Struggling with these noises and sometimes wholly lost to those in the back part of the house, when some tremendous gust of wind shook and strained the building, the voice of Parson West flowed on and on. He was demonstrating that seeing it was evident some souls would be lost it must be for the glory of God that they should be lost, and such being the case all true saints must and should rejoice in the fact, and praise God for it. But in order that their approval of the Divine decree in this matter should be genuine and sincere it must be purely disinterested, and therefore they must be willing, if God in his inscrutable wisdom should so will, to be themselves among the lost and forever to hate and blaspheme him in hell, because thus would his glory be served. The parson warmly urged that all who believed themselves to have been born again, should constantly inquire of their own souls whether they were so resigned, for if they did not feel that they were, it was to be feared they were still dead in trespasses and sins.
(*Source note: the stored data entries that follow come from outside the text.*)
use clap::Subcommand;
use pomoguard_core::AppConfig;

#[derive(Subcommand)]
pub enum ConfigAction {
    /// Get a config value
    Get {
        /// Config key (e.g. "notifications.desktop", "defaults.focusMin")
        key: String,
    },
    /// Set a config value
    Set {
        /// Config key
        key: String,
        /// New value
        value: String,
    },
    /// List all config values
    List,
    /// Reset config to defaults
    Reset,
}

pub fn run(action: ConfigAction) -> Result<(), Box<dyn std::error::Error>> {
    match action {
        ConfigAction::Get { key } => {
            let config = AppConfig::load()?;
            match config.get(&key) {
                Some(value) => println!("{value}"),
                None => return Err(format!("unknown key: {key}").into()),
            }
        }
        ConfigAction::Set { key, value } => {
            let mut config = AppConfig::load()?;
            config.set(&key, &value)?;
            config.defaults.validate()?;
            config.save()?;
            println!("ok");
        }
        ConfigAction::List => {
            let config = AppConfig::load()?;
            let json = serde_json::to_string_pretty(&config)?;
            println!("{json}");
        }
        ConfigAction::Reset => {
            let config = AppConfig::default();
            config.save()?;
            println!("config reset to defaults");
        }
    }
    Ok(())
}
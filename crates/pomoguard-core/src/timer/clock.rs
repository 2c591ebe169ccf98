use std::sync::atomic::{AtomicI64, Ordering};

/// Source of wall-clock time in epoch milliseconds.
pub trait Clock: Send + Sync {
    fn now_ms(&self) -> i64;
}

#[derive(Debug, Default, Clone, Copy)]
pub struct SystemClock;

impl Clock for SystemClock {
    fn now_ms(&self) -> i64 {
        std::time::SystemTime::now()
            .duration_since(std::time::UNIX_EPOCH)
            .unwrap_or_default()
            .as_millis() as i64
    }
}

/// Clock that only moves when told to. Used by tests and simulations.
#[derive(Debug, Default)]
pub struct ManualClock {
    now: AtomicI64,
}

impl ManualClock {
    pub fn new(start_ms: i64) -> Self {
        Self {
            now: AtomicI64::new(start_ms),
        }
    }

    pub fn set(&self, ms: i64) {
        self.now.store(ms, Ordering::SeqCst);
    }

    pub fn advance(&self, ms: i64) {
        self.now.fetch_add(ms, Ordering::SeqCst);
    }
}

impl Clock for ManualClock {
    fn now_ms(&self) -> i64 {
        self.now.load(Ordering::SeqCst)
    }
}
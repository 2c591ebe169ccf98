mod alarm;
mod clock;
mod engine;
mod phase;

pub use alarm::{Alarm, AlarmScheduler, AlarmSlot, MemoryAlarms, PHASE_ALARM};
pub use clock::{Clock, ManualClock, SystemClock};
pub use engine::{advance, compute_next_phase};
pub use phase::{Phase, PomodoroConfig, PomodoroState};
The sermon ended, the parson proceeded to read the annual Thanksgiving Day proclamation of the governor. To this magic formula, which annually evoked from the great brick oven stuffed turkey, chicken pie, mince pie and plum pudding galore, the children listened with faces of mingled awe and delight, forgetful of their aching toes. The mothers smiled at the children, while the sheepish grins and glances exchanged between the youth and maidens in their opposite galleries, showed them not unmindful of the usual Thanksgiving ball, and, generally speaking, it is to be feared the thoughts of the congregation were quite diverted, for the time being, from the spiritual exercise suggested by the parson. But now the people lift faces of surprise to the pulpit, for instead of the benediction the parson begins to read yet another proclamation. It is no less than an offer by His Excellency, the Governor and the honorable Council, of pardon to those concerned in the late risings against the courts provided they take the oath of allegiance to the state before the first of January, with the warning that all not availing themselves in time of this offer will be subject to arrest without bail at the governor's discretion, under the recent act suspending the Habeas corpus. Added to which is a recital of the special act of the Legislature, that all persons who do not at once disperse upon reading of the riot act are to receive thirty-nine lashes and one year's imprisonment, with thirty-nine more lashes at the end of each three months of that period.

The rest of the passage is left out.